Dedicated API providers

Open Settings → Connection → choose a Provider:

Provider	Auth	Notes
Anthropic	API key	Uses the Messages API (not OpenAI-compatible)
DeepSeek	API key	Strong instruction following at low cost
Groq	API key	Fast inference, limited model selection
Mistral	API key	Good quality, European-based
NanoGPT	API key	Subscription and open-source model options; see NanoGPT below
NVIDIA	API key	Routes through SillyTavern server (CORS); see NVIDIA below
Ollama	None	Local; see Local Servers
OpenAI	API key	Reliable, standard `/models` endpoint
OpenRouter	API key	Access to many models under one key
Pollinations	None	Free, no account needed; see Pollinations below
xAI (Grok)	API key	Grok models
Custom	Optional	Any OpenAI-compatible endpoint

Setup steps

Select a provider
Enter your API key (click the (get key) link for a direct link to that provider's key page)
Click Connect to fetch available models
Search and select a model
Click Test Connection to confirm it responds correctly

Recommended models

Memory extraction requires strong instruction following — the LLM must respect the extraction rules, stay within boundaries, and produce well-formatted output.

Model	Notes
GLM 4.7	Best quality and speed. Highly recommended. On NVIDIA, uses reasoning tokens — set Max response length to 2000–3000. On NanoGPT, works at default settings.
DeepSeek V3.1 / V3.2	Solid instruction following, good second choice.
Mistral Large 3	Good quality, sometimes verbose.
GPT-4.1 nano / mini	Reliable at low cost.
Llama 3.1 8B Instruct	Fast and cheap, works well for testing.

Avoid:

Qwen3-235B — tends toward compressed play-by-play even with the current prompt
Very small models — may reverse who did what or blur existing/new memory boundaries
Heavily censored models — may refuse to extract from mature content, returning nothing

Reasoning / thinking models

Some models spend part of their token budget on internal reasoning before producing output (e.g., GLM-4.7 on NVIDIA). CharMemory handles this transparently — it reads the reasoning output when the content field is empty. However, you need to increase Max response length to 2000–3000 to give the model enough budget for both reasoning and actual memory output. If you see "0 memories" with a thinking model, this is almost always the fix.
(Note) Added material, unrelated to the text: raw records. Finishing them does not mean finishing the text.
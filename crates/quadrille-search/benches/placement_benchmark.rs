// Copyright (c) 2025 Felix Kahle.
//
// Permission is hereby granted, free of charge, to any person obtaining
// a copy of this software and associated documentation files (the
// "Software"), to deal in the Software without restriction, including
// without limitation the rights to use, copy, modify, merge, publish,
// distribute, sublicense, and/or sell copies of the Software, and to
// permit persons to whom the Software is furnished to do so, subject to
// the following conditions:
//
// The above copyright notice and this permission notice shall be
// included in all copies or substantial portions of the Software.
//
// THE SOFTWARE IS PROVIDED "AS IS", WITHOUT WARRANTY OF ANY KIND,
// EXPRESS OR IMPLIED, INCLUDING BUT NOT LIMITED TO THE WARRANTIES OF
// MERCHANTABILITY, FITNESS FOR A PARTICULAR PURPOSE AND
// NONINFRINGEMENT. IN NO EVENT SHALL THE AUTHORS OR COPYRIGHT HOLDERS BE
// LIABLE FOR ANY CLAIM, DAMAGES OR OTHER LIABILITY, WHETHER IN AN ACTION
// OF CONTRACT, TORT OR OTHERWISE, ARISING FROM, OUT OF OR IN CONNECTION
// WITH THE SOFTWARE OR THE USE OR OTHER DEALINGS IN THE SOFTWARE.

use criterion::{BenchmarkId, Criterion, Throughput, criterion_group, criterion_main};
use quadrille_core::{color::Rgba, geometry::Corner};
use quadrille_model::{counts::SquareCounts, palette::Palette, square::Square};
use quadrille_search::{
    placer::Placer,
    sweep::SweepPlacer,
    tiered::TieredPlacer,
    traversal::{SweepMode, TraversalStrategy},
};
use rand::SeedableRng;
use rand_chacha::ChaCha8Rng;
use std::hint::black_box;

/// Requests that fill roughly half of the grid, largest sizes first.
fn request_for(side_length: usize) -> Vec<Square> {
    let budget = side_length * side_length / 2;
    let x5 = budget / 4 / 25;
    let x4 = budget / 4 / 16;
    let x3 = budget / 4 / 9;
    let x2 = budget / 4 / 4;
    SquareCounts::from_largest_first(x5, x4, x3, x2).to_squares(&Palette::default())
}

fn bench_sweep_placer(c: &mut Criterion) {
    let mut group = c.benchmark_group("sweep_placer");

    for side_length in [8_usize, 16, 32, 64] {
        let squares = request_for(side_length);
        group.throughput(Throughput::Elements((side_length * side_length) as u64));

        for strategy in [
            TraversalStrategy::default(),
            TraversalStrategy::new(Corner::BottomRight, SweepMode::Serpentine, true),
        ] {
            group.bench_with_input(
                BenchmarkId::new(strategy.to_string(), side_length),
                &squares,
                |b, squares| {
                    let mut placer = SweepPlacer;
                    b.iter(|| {
                        let result = placer.place(
                            black_box(side_length),
                            black_box(squares),
                            strategy,
                            Rgba::TRANSPARENT,
                        );
                        black_box(result)
                    })
                },
            );
        }
    }

    group.finish();
}

fn bench_tiered_placer(c: &mut Criterion) {
    let mut group = c.benchmark_group("tiered_placer");

    for side_length in [8_usize, 16, 32] {
        let squares = request_for(side_length);
        group.throughput(Throughput::Elements((side_length * side_length) as u64));

        group.bench_with_input(
            BenchmarkId::from_parameter(side_length),
            &squares,
            |b, squares| {
                let mut placer = TieredPlacer::new(ChaCha8Rng::seed_from_u64(42));
                b.iter(|| {
                    let result = placer.place(
                        black_box(side_length),
                        black_box(squares),
                        TraversalStrategy::default(),
                        Rgba::TRANSPARENT,
                    );
                    black_box(result)
                })
            },
        );
    }

    group.finish();
}

criterion_group!(benches, bench_sweep_placer, bench_tiered_placer);
criterion_main!(benches);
The Activity Log shows [reasoning: N chars] when a model uses reasoning tokens, so you can see at a glance how much of the budget is going to reasoning vs. output.

Local servers

Select Local Server from the provider dropdown, then adjust the Base URL to match your backend:

Backend	Default URL
Ollama	`http://localhost:11434/v1`
LM Studio	`http://localhost:1234/v1`
llama.cpp	`http://localhost:8080/v1`
KoboldCpp	`http://localhost:5001/v1`

You can also use a LAN IP (e.g., http://192.168.1.50:5001/v1) if the server is on another machine. No API key needed. Click Connect to fetch models, select one, and test.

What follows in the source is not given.